The Covered Wagon eBook

Emerson Hough
This eBook from the Gutenberg Project consists of approximately 341 pages of information about The Covered Wagon.

The old man who sat by the gate at Fort Laramie, twisting a curl around his finger, saw the plain clearing now, as the great train swung out and up the river trail.  He perhaps knew that Jim Bridger, with his own freight wagons, going light and fast with mules, was on west, ahead of the main caravan.  But he did not know the news Jim Bridger carried, the same news that Carson was carrying east.  The three old mountain men, for a few hours meeting after years, now were passing far apart, never to meet again.  Their chance encountering meant much to hundreds of men and women then on the road to Oregon; to untold thousands yet to come.

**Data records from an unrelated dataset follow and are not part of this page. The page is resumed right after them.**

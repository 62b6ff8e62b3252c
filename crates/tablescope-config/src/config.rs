// crates/tablescope-config/src/config.rs
// ============================================================================
// Module: Tablescope Configuration
// Description: Configuration loading and validation for Tablescope.
// Purpose: Provide strict, fail-closed config parsing with hard limits.
// Dependencies: serde, tablescope-store-sqlite, toml
// ============================================================================

//! ## Overview
//! Configuration is loaded from a TOML file with strict size and path limits.
//! The path comes from the caller, then `TABLESCOPE_CONFIG`, then
//! `tablescope.toml` in the working directory. Missing or invalid
//! configuration fails closed.
//!
//! Security posture: config inputs are untrusted.

// ============================================================================
// SECTION: Imports
// ============================================================================

use std::env;
use std::fs;
use std::net::SocketAddr;
use std::path::Path;
use std::path::PathBuf;

use serde::Deserialize;
use tablescope_store_sqlite::SqliteDatabaseConfig;
use thiserror::Error;

// ============================================================================
// SECTION: Constants
// ============================================================================

/// Default configuration filename when no path is specified.
const DEFAULT_CONFIG_NAME: &str = "tablescope.toml";
/// Environment variable naming the configuration file.
pub const CONFIG_ENV_VAR: &str = "TABLESCOPE_CONFIG";
/// Maximum configuration file size in bytes.
pub(crate) const MAX_CONFIG_FILE_SIZE: usize = 1024 * 1024;
/// Maximum length of a single path component.
pub(crate) const MAX_PATH_COMPONENT_LENGTH: usize = 255;
/// Maximum total path length.
pub(crate) const MAX_TOTAL_PATH_LENGTH: usize = 4096;
/// Default HTTP bind address.
const DEFAULT_BIND: &str = "127.0.0.1:3000";
/// Upper bound for `server.max_body_bytes`.
pub(crate) const MAX_BODY_BYTES_LIMIT: usize = 64 * 1024 * 1024;
/// Accepted `logging.level` values.
const LOG_LEVELS: [&str; 5] = ["trace", "debug", "info", "warn", "error"];

// ============================================================================
// SECTION: Config Model
// ============================================================================

/// Tablescope configuration.
#[derive(Debug, Clone, PartialEq, Eq, Deserialize)]
#[serde(deny_unknown_fields)]
pub struct TablescopeConfig {
    /// Browsed database.
    pub database: SqliteDatabaseConfig,
    /// HTTP server settings.
    #[serde(default)]
    pub server: ServerConfig,
    /// Log output settings.
    #[serde(default)]
    pub logging: LoggingConfig,
}

impl TablescopeConfig {
    /// Loads configuration from disk using the default resolution rules.
    ///
    /// # Errors
    ///
    /// Returns [`ConfigError`] when loading or validation fails.
    pub fn load(path: Option<&Path>) -> Result<Self, ConfigError> {
        let resolved = resolve_path(path)?;
        validate_path(&resolved)?;
        let bytes = fs::read(&resolved).map_err(|err| ConfigError::Io(err.to_string()))?;
        if bytes.len() > MAX_CONFIG_FILE_SIZE {
            return Err(ConfigError::Invalid("config file exceeds size limit".to_string()));
        }
        let content = std::str::from_utf8(&bytes)
            .map_err(|_| ConfigError::Invalid("config file must be utf-8".to_string()))?;
        Self::from_toml_str(content)
    }

    /// Parses and validates configuration text.
    ///
    /// # Errors
    ///
    /// Returns [`ConfigError`] when parsing or validation fails.
    pub fn from_toml_str(content: &str) -> Result<Self, ConfigError> {
        let config: Self =
            toml::from_str(content).map_err(|err| ConfigError::Parse(err.to_string()))?;
        config.validate()?;
        Ok(config)
    }

    /// Validates the configuration for internal consistency.
    ///
    /// # Errors
    ///
    /// Returns [`ConfigError`] when configuration is invalid.
    pub fn validate(&self) -> Result<(), ConfigError> {
        self.database.validate().map_err(|err| ConfigError::Invalid(format!("database: {err}")))?;
        self.server.validate()?;
        self.logging.validate()
    }

    /// Replaces the server bind address and revalidates it.
    ///
    /// # Errors
    ///
    /// Returns [`ConfigError::Invalid`] when the new address is rejected.
    pub fn override_bind(&mut self, bind: &str) -> Result<(), ConfigError> {
        bind.clone_into(&mut self.server.bind);
        self.server.validate()
    }
}

// ============================================================================
// SECTION: Server
// ============================================================================

/// HTTP server configuration.
#[derive(Debug, Clone, PartialEq, Eq, Deserialize)]
#[serde(deny_unknown_fields)]
pub struct ServerConfig {
    /// Socket address to listen on.
    #[serde(default = "default_bind")]
    pub bind: String,
    /// Maximum request body size in bytes.
    #[serde(default = "default_max_body_bytes")]
    pub max_body_bytes: usize,
    /// Permit binding to non-loopback interfaces.
    #[serde(default)]
    pub allow_non_loopback: bool,
}

impl Default for ServerConfig {
    fn default() -> Self {
        Self {
            bind: default_bind(),
            max_body_bytes: default_max_body_bytes(),
            allow_non_loopback: false,
        }
    }
}

impl ServerConfig {
    /// Parses the configured bind address.
    ///
    /// # Errors
    ///
    /// Returns [`ConfigError::Invalid`] when the address does not parse.
    pub fn bind_addr(&self) -> Result<SocketAddr, ConfigError> {
        self.bind
            .trim()
            .parse()
            .map_err(|_| ConfigError::Invalid(format!("invalid bind address: {}", self.bind)))
    }

    /// Validates bind and body limits.
    fn validate(&self) -> Result<(), ConfigError> {
        if self.max_body_bytes == 0 {
            return Err(ConfigError::Invalid(
                "max_body_bytes must be greater than zero".to_string(),
            ));
        }
        if self.max_body_bytes > MAX_BODY_BYTES_LIMIT {
            return Err(ConfigError::Invalid("max_body_bytes exceeds max".to_string()));
        }
        let addr = self.bind_addr()?;
        if !addr.ip().is_loopback() && !self.allow_non_loopback {
            return Err(ConfigError::Invalid(
                "non-loopback bind disallowed without allow_non_loopback".to_string(),
            ));
        }
        Ok(())
    }
}

// ============================================================================
// SECTION: Logging
// ============================================================================

/// Log line format.
#[derive(Debug, Clone, Copy, PartialEq, Eq, Deserialize, Default)]
#[serde(rename_all = "snake_case")]
pub enum LogFormat {
    /// Human-readable multi-line output.
    #[default]
    Pretty,
    /// One JSON object per line.
    Json,
}

/// Logging configuration.
#[derive(Debug, Clone, PartialEq, Eq, Deserialize)]
#[serde(deny_unknown_fields)]
pub struct LoggingConfig {
    /// Default filter level when `RUST_LOG` is unset.
    #[serde(default = "default_log_level")]
    pub level: String,
    /// Output format.
    #[serde(default)]
    pub format: LogFormat,
}

impl Default for LoggingConfig {
    fn default() -> Self {
        Self {
            level: default_log_level(),
            format: LogFormat::default(),
        }
    }
}

impl LoggingConfig {
    /// Validates the log level name.
    fn validate(&self) -> Result<(), ConfigError> {
        let level = self.level.trim();
        if LOG_LEVELS.iter().any(|known| known.eq_ignore_ascii_case(level)) {
            Ok(())
        } else {
            Err(ConfigError::Invalid(format!("unknown logging.level: {}", self.level)))
        }
    }
}

// ============================================================================
// SECTION: Errors
// ============================================================================

/// Configuration loading or validation errors.
#[derive(Debug, Error)]
pub enum ConfigError {
    /// I/O failure while reading configuration.
    #[error("config io error: {0}")]
    Io(String),
    /// TOML parsing error.
    #[error("config parse error: {0}")]
    Parse(String),
    /// Invalid configuration data.
    #[error("invalid config: {0}")]
    Invalid(String),
}

// ============================================================================
// SECTION: Helpers
// ============================================================================

/// Resolves the config path from the caller or environment defaults.
fn resolve_path(path: Option<&Path>) -> Result<PathBuf, ConfigError> {
    if let Some(path) = path {
        return Ok(path.to_path_buf());
    }
    if let Ok(env_path) = env::var(CONFIG_ENV_VAR) {
        if env_path.len() > MAX_TOTAL_PATH_LENGTH {
            return Err(ConfigError::Invalid("config path exceeds max length".to_string()));
        }
        return Ok(PathBuf::from(env_path));
    }
    Ok(PathBuf::from(DEFAULT_CONFIG_NAME))
}

/// Validates the resolved path against security limits.
fn validate_path(path: &Path) -> Result<(), ConfigError> {
    let text = path.to_string_lossy();
    if text.len() > MAX_TOTAL_PATH_LENGTH {
        return Err(ConfigError::Invalid("config path exceeds max length".to_string()));
    }
    for component in path.components() {
        let value = component.as_os_str().to_string_lossy();
        if value.len() > MAX_PATH_COMPONENT_LENGTH {
            return Err(ConfigError::Invalid("config path component too long".to_string()));
        }
    }
    Ok(())
}

/// Default bind address.
fn default_bind() -> String {
    DEFAULT_BIND.to_string()
}

/// Default request body limit.
const fn default_max_body_bytes() -> usize {
    1024 * 1024
}

/// Default log level.
fn default_log_level() -> String {
    "info".to_string()
}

As for one Samuel Woodhull, late column captain, it was to be admitted that for some time he had been conscious of certain buffetings of fate.  But as all thoroughbred animals are thin-skinned, so are all the short-bred pachydermatous, whereby they endure and mayhap arrive at the manger well as the next.  True, even Woodhull’s vanity and self-content had everything asked of them in view of his late series of mishaps; but by now he had somewhat chirked up under rest and good food, and was once more the dandy and hail fellow.  He felt assured that very presently bygones would be bygones.  Moreover—­so he reasoned—­if he, Sam Woodhull, won the spoils, what matter who had won any sort of victory?  He knew, as all these others knew and as all the world knows, that a beautiful woman is above all things spolia opima of war.  Well, in ten days he was to marry Molly Wingate, the most beautiful woman of the train and the belle of more than one community.  Could he not afford to laugh best, in spite of all events, even if some of them had not been to his own liking?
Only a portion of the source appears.